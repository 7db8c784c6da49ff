use actix_web::{web, HttpResponse};

use crate::handlers::error::handle_domain_error;
use crate::middleware::auth::OptionalAuth;
use crate::routes::{AppState, Backend};

/// Handler for GET /content/songs/{id}
///
/// Anonymous reads are allowed. When the request is authenticated, the
/// retrieval also counts towards the caller's play history.
///
/// ## Errors
/// - 401 Unauthorized: A token was sent but is not valid
/// - 404 Not Found: No such song
pub async fn retrieve_song<B: Backend>(
    state: web::Data<AppState<B>>,
    auth: OptionalAuth,
    path: web::Path<i64>,
) -> HttpResponse {
    let song_id = path.into_inner();
    let viewer = auth.0.map(|ctx| ctx.account_id);

    match state.catalog_service.retrieve_song(song_id, viewer).await {
        Ok(song) => HttpResponse::Ok().json(song),
        Err(error) => handle_domain_error(error),
    }
}
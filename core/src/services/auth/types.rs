//! Input types for the authentication service

/// Registration form
#[derive(Debug, Clone, Default)]
pub struct RegistrationRequest {
    pub username: String,
    pub email: String,
    pub password: String,
    pub first_name: String,
    pub last_name: String,
}
//! Redis-backed OTP cache

use async_trait::async_trait;

use catalog_core::OtpCacheTrait;

use super::RedisClient;

/// OTP cache storing each code as a Redis string with `EX` expiry
#[derive(Clone)]
pub struct RedisOtpCache {
    client: RedisClient,
}

impl RedisOtpCache {
    pub fn new(client: RedisClient) -> Self {
        Self { client }
    }
}

#[async_trait]
impl OtpCacheTrait for RedisOtpCache {
    async fn get(&self, key: &str) -> Result<Option<String>, String> {
        self.client
            .get(&self.client.make_key(key))
            .await
            .map_err(|e| e.to_string())
    }

    async fn set(&self, key: &str, value: &str, ttl_seconds: u64) -> Result<(), String> {
        self.client
            .set_with_expiry(&self.client.make_key(key), value, ttl_seconds)
            .await
            .map_err(|e| e.to_string())
    }

    async fn delete(&self, key: &str) -> Result<bool, String> {
        self.client
            .delete(&self.client.make_key(key))
            .await
            .map_err(|e| e.to_string())
    }
}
□ □ □ □ □
# TASK BRIEF:
Show every line of the data in which the word "Result" appears.

# SOLUTION BELOW:
    async fn get(&self, key: &str) -> Result<Option<String>, String> {
    async fn set(&self, key: &str, value: &str, ttl_seconds: u64) -> Result<(), String> {
    async fn delete(&self, key: &str) -> Result<bool, String> {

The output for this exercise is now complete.